The bottom line is, if you aim to reproduce experimental results, start by telling us how the experiment was realized. There are a thousand ways to do what you initially asked for, among which maybe a dozen will achieve what you indeed want to do.
Dear all
Thanks a lot for your replies.
So, regarding pressure. @milosz.wieczor was right about compressibility; I fixed that and was able to apply pressure. Nevertheless, that did not change the densities. @obZehn it is a martini system, that’s why 3e-4, and yes, 1000 was too big; it destroyed the lipid system. I decreased it incrementally to see the change.
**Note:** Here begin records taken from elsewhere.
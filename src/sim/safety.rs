//! Deterministic safety supervisor for battery commands.
//!
//! The supervisor is a pure projection: it holds only immutable limits, never
//! sees policy internals, and can be shared across environments or used on a
//! hardware dispatch path without synchronization.

use std::fmt;

use serde::Serialize;

use super::types::{Action, BatteryParams, GridParams, Observation};

/// SoC margin inside the configured window where directional blocks engage.
pub const SOC_GUARD_MARGIN: f64 = 0.01;
/// Temperature at or above which the battery is forced idle (°C).
pub const THERMAL_BLOCK_C: f64 = 48.0;

/// The last rule that changed the command.
///
/// Variants are ordered by precedence: a later rule that alters the
/// command replaces the reason from an earlier one.
#[derive(Debug, Clone, Copy, PartialEq, Eq, PartialOrd, Ord, Hash, Serialize)]
#[serde(rename_all = "snake_case")]
pub enum SafetyReason {
    None,
    PowerLimit,
    SocMinBlock,
    SocMaxBlock,
    ThermalBlock,
}

impl SafetyReason {
    pub fn as_str(&self) -> &'static str {
        match self {
            Self::None => "none",
            Self::PowerLimit => "power_limit",
            Self::SocMinBlock => "soc_min_block",
            Self::SocMaxBlock => "soc_max_block",
            Self::ThermalBlock => "thermal_block",
        }
    }
}

impl fmt::Display for SafetyReason {
    fn fmt(&self, f: &mut fmt::Formatter<'_>) -> fmt::Result {
        f.write_str(self.as_str())
    }
}

/// Supervisor verdict for one command.
#[derive(Debug, Clone, Copy, PartialEq, Serialize)]
pub struct SafetyDecision {
    /// Battery command after projection (kW; + discharge, - charge).
    pub safe_battery_kw: f64,
    /// Legacy grid command after clipping, if one was given.
    pub safe_grid_kw: Option<f64>,
    /// Whether the safe action differs from the raw action.
    pub overridden: bool,
    pub reason: SafetyReason,
}

impl SafetyDecision {
    /// The projected action, preserving the raw action's arity.
    pub fn action(&self) -> Action {
        Action {
            battery_kw: self.safe_battery_kw,
            grid_kw: self.safe_grid_kw,
        }
    }
}

/// Hard safety envelope around battery dispatch.
#[derive(Debug, Clone)]
pub struct SafetySupervisor {
    max_charge_kw: f64,
    max_discharge_kw: f64,
    soc_min: f64,
    soc_max: f64,
    max_import_kw: f64,
    max_export_kw: f64,
}

impl SafetySupervisor {
    /// Builds a supervisor from validated battery and grid limits.
    pub fn new(battery: &BatteryParams, grid: &GridParams) -> Self {
        Self {
            max_charge_kw: battery.max_charge_kw,
            max_discharge_kw: battery.max_discharge_kw,
            soc_min: battery.soc_min,
            soc_max: battery.soc_max,
            max_import_kw: grid.max_import_kw,
            max_export_kw: grid.max_export_kw,
        }
    }

    /// Projects a raw action onto the safe set for the given state.
    ///
    /// Rules run in order, each seeing the previous result:
    /// 1. clip to power ratings (and the legacy grid element to grid limits)
    /// 2. near `soc_min`, block discharge
    /// 3. near `soc_max`, block charge
    /// 4. at high temperature, force zero
    ///
    /// Total over all inputs: a non-finite battery command is treated as zero
    /// and reported as a power-limit override.
    pub fn apply(&self, raw: &Action, soc: f64, temperature_c: f64) -> SafetyDecision {
        let mut reason = SafetyReason::None;

        // 1. Power limits
        let mut battery_kw = if raw.battery_kw.is_finite() {
            raw.battery_kw.clamp(-self.max_charge_kw, self.max_discharge_kw)
        } else {
            0.0
        };
        if battery_kw != raw.battery_kw {
            reason = SafetyReason::PowerLimit;
        }

        let safe_grid_kw = raw.grid_kw.map(|grid_kw| {
            let clipped = if grid_kw.is_finite() {
                grid_kw.clamp(-self.max_export_kw, self.max_import_kw)
            } else {
                0.0
            };
            if clipped != grid_kw {
                reason = reason.max(SafetyReason::PowerLimit);
            }
            clipped
        });

        // 2. Low SoC: only charge or hold
        if soc <= self.soc_min + SOC_GUARD_MARGIN && battery_kw > 0.0 {
            battery_kw = 0.0;
            reason = SafetyReason::SocMinBlock;
        }

        // 3. High SoC: only discharge or hold
        if soc >= self.soc_max - SOC_GUARD_MARGIN && battery_kw < 0.0 {
            battery_kw = 0.0;
            reason = SafetyReason::SocMaxBlock;
        }

        // 4. Thermal: force idle
        if temperature_c >= THERMAL_BLOCK_C && battery_kw != 0.0 {
            battery_kw = 0.0;
            reason = SafetyReason::ThermalBlock;
        }

        let overridden = reason != SafetyReason::None;
        SafetyDecision {
            safe_battery_kw: battery_kw,
            safe_grid_kw,
            overridden,
            reason,
        }
    }

    /// Same as [`SafetySupervisor::apply`], reading SoC and temperature from
    /// an observation vector.
    pub fn apply_to_observation(&self, raw: &Action, observation: &Observation) -> SafetyDecision {
        self.apply(raw, observation.soc(), observation.temperature_c())
    }
}
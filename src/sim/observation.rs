//! Observation assembly from profile values and internal state.

use super::types::{EnvironmentState, Observation};
use crate::profile::EpisodeProfile;

/// Builds the observation for the state's current index.
///
/// Lookahead values past the last profile index hold the last available
/// value. The terminal observation (t == horizon) holds the last value for
/// both current and lookahead slots.
pub fn assemble(state: &EnvironmentState, profile: &EpisodeProfile) -> Observation {
    let t = state.t;
    Observation([
        profile.renewable_at(t),
        profile.renewable_at(t + 1),
        profile.load_at(t),
        profile.load_at(t + 1),
        state.soc,
        state.temperature_c,
        profile.price_import_at(t),
        profile.price_import_at(t + 1),
    ])
}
It either does not affect or deforms the surface.
Next, I will try to fix the x-y direction, add lipids, or do the simulations in the NVT ensemble (@TomPiggot suggestion).
I already asked my experimental counterparts to give me more details about the specifics, and I will let you know when I know.
Best,
base_editor.
With a big size combined with using a CG model then even fixing the box dimensions of the membrane may not work. This is because the membrane can easily curve/deform or you may even get budding. This may all depend on how good the force field is (or indeed other MD limitations), even if the experimental data says the lipid should be able to be compressed to this value.
As the others have said you really need to work out exactly what you are trying to do/test and why before deciding on how to best accomplish that.